Material supplied START

use async_trait::async_trait;
use std::sync::Arc;

use crate::error::ExternalError;
use crate::models::{AuthState, SendTransactionRequest, SendTransactionResponse};

/// Embedded send primitive exposed by the identity provider.
///
/// Rejects with a message containing "embedded wallet" when the user has no
/// provider-managed wallet; the executor then falls back to a connected wallet.
#[async_trait]
pub trait TransactionSender: Send + Sync {
    async fn send_transaction(
        &self,
        request: SendTransactionRequest,
    ) -> Result<SendTransactionResponse, ExternalError>;
}

/// Raw EIP-1193 `request({method, params})` channel of an external wallet.
#[async_trait]
pub trait Eip1193Provider: Send + Sync {
    async fn request(
        &self,
        method: &str,
        params: serde_json::Value,
    ) -> Result<serde_json::Value, ExternalError>;
}

/// Wallet the user connected through the identity provider.
#[async_trait]
pub trait ConnectedWallet: Send + Sync {
    fn address(&self) -> &str;

    async fn provider(&self) -> Result<Arc<dyn Eip1193Provider>, ExternalError>;
}

#[async_trait]
pub trait IdentityProvider: Send + Sync {
    fn state(&self) -> AuthState;

    async fn login(&self) -> Result<(), ExternalError>;

    async fn logout(&self) -> Result<(), ExternalError>;

    /// `None` while the provider cannot send on the user's behalf.
    fn transaction_sender(&self) -> Option<Arc<dyn TransactionSender>>;

    fn connected_wallets(&self) -> Vec<Arc<dyn ConnectedWallet>>;
}
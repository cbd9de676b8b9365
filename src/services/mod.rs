// All service modules
pub mod balance_fetcher;
pub mod balance_query;
pub mod onchain;
pub mod transaction_queries;
pub mod transfer_executor;
pub mod transfer_mutation;
pub mod transfer_service;
pub mod wallet_session;

// Re-export for convenience
pub use balance_fetcher::BalanceFetcher;
pub use balance_query::{BalanceQuery, BalanceRetryPolicy};
pub use onchain::{ChainClient, EthersChainClient};
pub use transaction_queries::TransactionQueries;
pub use transfer_executor::TransferExecutor;
pub use transfer_mutation::{TransferMutation, TransferRetryPolicy};
pub use transfer_service::{MutationState, TransferInput, TransferService};
pub use wallet_session::{WalletSession, WalletSessionFacade};
use std::sync::Arc;
use std::time::Duration;

use tokio::task::JoinHandle;

use crate::{
    config::Config,
    constants::{
        BALANCE_DEFAULT_RETRIES, BALANCE_GC_SECS, BALANCE_NETWORK_RETRIES,
        BALANCE_RETRY_MAX_DELAY_MS, BALANCE_STALE_SECS, RETRY_BASE_DELAY_MS,
    },
    error::{BalanceErrorCode, BalanceQueryError},
    query::{Backoff, QueryCache, QueryKey, QueryNamespace, QueryOptions, QuerySnapshot, RetryPolicy},
    services::balance_fetcher::BalanceFetcher,
};

pub type BalanceCache = QueryCache<String, BalanceQueryError>;
pub type BalanceSnapshot = QuerySnapshot<String, BalanceQueryError>;

/// Retry rules for balance lookups.
#[derive(Debug, Clone, Copy)]
pub struct BalanceRetryPolicy {
    backoff: Backoff,
}

impl Default for BalanceRetryPolicy {
    fn default() -> Self {
        Self {
            backoff: Backoff::from_millis(RETRY_BASE_DELAY_MS, BALANCE_RETRY_MAX_DELAY_MS),
        }
    }
}

impl BalanceRetryPolicy {
    pub fn with_backoff(backoff: Backoff) -> Self {
        Self { backoff }
    }
}

impl RetryPolicy<BalanceQueryError> for BalanceRetryPolicy {
    fn should_retry(&self, failure_count: u32, error: &BalanceQueryError) -> bool {
        match error.code() {
            BalanceErrorCode::MissingAddress
            | BalanceErrorCode::InvalidAddress
            | BalanceErrorCode::RateLimit => false,
            BalanceErrorCode::NetworkError => failure_count < BALANCE_NETWORK_RETRIES,
            _ => failure_count < BALANCE_DEFAULT_RETRIES,
        }
    }

    fn retry_delay(&self, failure_count: u32) -> Duration {
        self.backoff.delay(failure_count)
    }
}

pub fn default_balance_options() -> QueryOptions {
    QueryOptions::new(
        Duration::from_secs(BALANCE_STALE_SECS),
        Duration::from_secs(BALANCE_GC_SECS),
    )
}

/// Cached, retried balance lookups keyed by address.
pub struct BalanceQuery {
    fetcher: Arc<BalanceFetcher>,
    cache: Arc<BalanceCache>,
    options: QueryOptions,
    policy: BalanceRetryPolicy,
}

impl BalanceQuery {
    pub fn new(fetcher: Arc<BalanceFetcher>, cache: Arc<BalanceCache>) -> Self {
        Self {
            fetcher,
            cache,
            options: default_balance_options(),
            policy: BalanceRetryPolicy::default(),
        }
    }

    pub fn from_config(
        config: &Config,
        fetcher: Arc<BalanceFetcher>,
        cache: Arc<BalanceCache>,
    ) -> Self {
        Self::new(fetcher, cache).with_options(QueryOptions::new(
            config.balance_stale_time(),
            config.balance_gc_time(),
        ))
    }

    pub fn with_options(mut self, options: QueryOptions) -> Self {
        self.options = options;
        self
    }

    pub fn with_policy(mut self, policy: BalanceRetryPolicy) -> Self {
        self.policy = policy;
        self
    }

    pub fn cache(&self) -> &Arc<BalanceCache> {
        &self.cache
    }

    pub fn options(&self) -> QueryOptions {
        self.options
    }

    pub async fn fetch(&self, address: &str) -> Result<String, BalanceQueryError> {
        let key = QueryKey::wallet_balance(address);
        let fetcher = self.fetcher.clone();
        let address = address.to_string();
        self.cache
            .fetch_with(&key, self.options, &self.policy, move || {
                let fetcher = fetcher.clone();
                let address = address.clone();
                async move { fetcher.fetch_balance(&address).await }
            })
            .await
    }

    /// Fetches regardless of freshness.
    pub async fn refetch(&self, address: &str) -> Result<String, BalanceQueryError> {
        let key = QueryKey::wallet_balance(address);
        let fetcher = self.fetcher.clone();
        let address = address.to_string();
        self.cache
            .refetch_with(&key, self.options, &self.policy, move || {
                let fetcher = fetcher.clone();
                let address = address.clone();
                async move { fetcher.fetch_balance(&address).await }
            })
            .await
    }

    /// Query-shaped read. Without an address nothing is fetched and the snapshot is idle.
    pub async fn query(&self, address: Option<&str>) -> BalanceSnapshot {
        let Some(address) = address.filter(|a| !a.is_empty()) else {
            return QuerySnapshot::idle();
        };
        let _ = self.fetch(address).await;
        self.snapshot(Some(address)).await
    }

    pub async fn snapshot(&self, address: Option<&str>) -> BalanceSnapshot {
        match address.filter(|a| !a.is_empty()) {
            Some(address) => self
                .cache
                .snapshot(&QueryKey::wallet_balance(address))
                .await
                .unwrap_or_else(QuerySnapshot::idle),
            None => QuerySnapshot::idle(),
        }
    }

    /// Warms the cache in the background. The caller never waits on it.
    pub fn prefetch(self: &Arc<Self>, address: &str) -> JoinHandle<()> {
        let query = self.clone();
        let address = address.to_string();
        tokio::spawn(async move {
            if let Err(e) = query.fetch(&address).await {
                tracing::debug!("balance prefetch failed address={}: {}", address, e);
            }
        })
    }

    /// Background refetch that ignores freshness.
    pub fn spawn_refresh(self: &Arc<Self>, address: &str) -> JoinHandle<()> {
        let query = self.clone();
        let address = address.to_string();
        tokio::spawn(async move {
            if let Err(e) = query.refetch(&address).await {
                tracing::debug!("balance refresh failed address={}: {}", address, e);
            }
        })
    }

    pub async fn invalidate(&self, address: &str) -> bool {
        self.cache.invalidate(&QueryKey::wallet_balance(address)).await
    }

    /// Invalidates every cached balance.
    pub async fn invalidate_all(&self) -> usize {
        self.cache.invalidate_namespace(QueryNamespace::Wallet).await
    }
}
use std::sync::Arc;
use std::time::Duration;

use crate::{
    constants::{RETRY_BASE_DELAY_MS, TRANSFER_NETWORK_RETRIES, TRANSFER_RETRY_MAX_DELAY_MS},
    error::{TransferError, TransferErrorCode},
    models::{TransferRequest, TransferResult},
    query::{run_with_retry, Backoff, Retried, RetryPolicy},
    services::transfer_executor::TransferExecutor,
};

/// Transfers are not retried, except for transient network failures.
#[derive(Debug, Clone, Copy)]
pub struct TransferRetryPolicy {
    backoff: Backoff,
}

impl Default for TransferRetryPolicy {
    fn default() -> Self {
        Self {
            backoff: Backoff::from_millis(RETRY_BASE_DELAY_MS, TRANSFER_RETRY_MAX_DELAY_MS),
        }
    }
}

impl TransferRetryPolicy {
    pub fn with_backoff(backoff: Backoff) -> Self {
        Self { backoff }
    }
}

impl RetryPolicy<TransferError> for TransferRetryPolicy {
    fn should_retry(&self, failure_count: u32, error: &TransferError) -> bool {
        match error.code() {
            TransferErrorCode::InvalidFromAddress
            | TransferErrorCode::InvalidToAddress
            | TransferErrorCode::InvalidAmount
            | TransferErrorCode::SameAddress
            | TransferErrorCode::InsufficientBalance
            | TransferErrorCode::UserRejected
            | TransferErrorCode::MissingSendFunction
            | TransferErrorCode::NoWalletConnection => false,
            TransferErrorCode::NetworkError => failure_count < TRANSFER_NETWORK_RETRIES,
            _ => false,
        }
    }

    fn retry_delay(&self, failure_count: u32) -> Duration {
        self.backoff.delay(failure_count)
    }
}

/// Executor wrapped in the transfer retry policy.
pub struct TransferMutation {
    executor: Arc<TransferExecutor>,
    policy: TransferRetryPolicy,
}

impl TransferMutation {
    pub fn new(executor: Arc<TransferExecutor>) -> Self {
        Self {
            executor,
            policy: TransferRetryPolicy::default(),
        }
    }

    pub fn with_policy(mut self, policy: TransferRetryPolicy) -> Self {
        self.policy = policy;
        self
    }

    pub async fn execute(&self, request: TransferRequest) -> Retried<TransferResult, TransferError> {
        let executor = self.executor.clone();
        run_with_retry(&self.policy, "transfer", move || {
            let executor = executor.clone();
            let request = request.clone();
            async move { executor.send_transfer(request).await }
        })
        .await
    }
}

Material supplied END

Problem details:
In the records, which lines mention the word "method"? Copy those lines.

Response to the task:
/// Raw EIP-1193 `request({method, params})` channel of an external wallet.
        method: &str,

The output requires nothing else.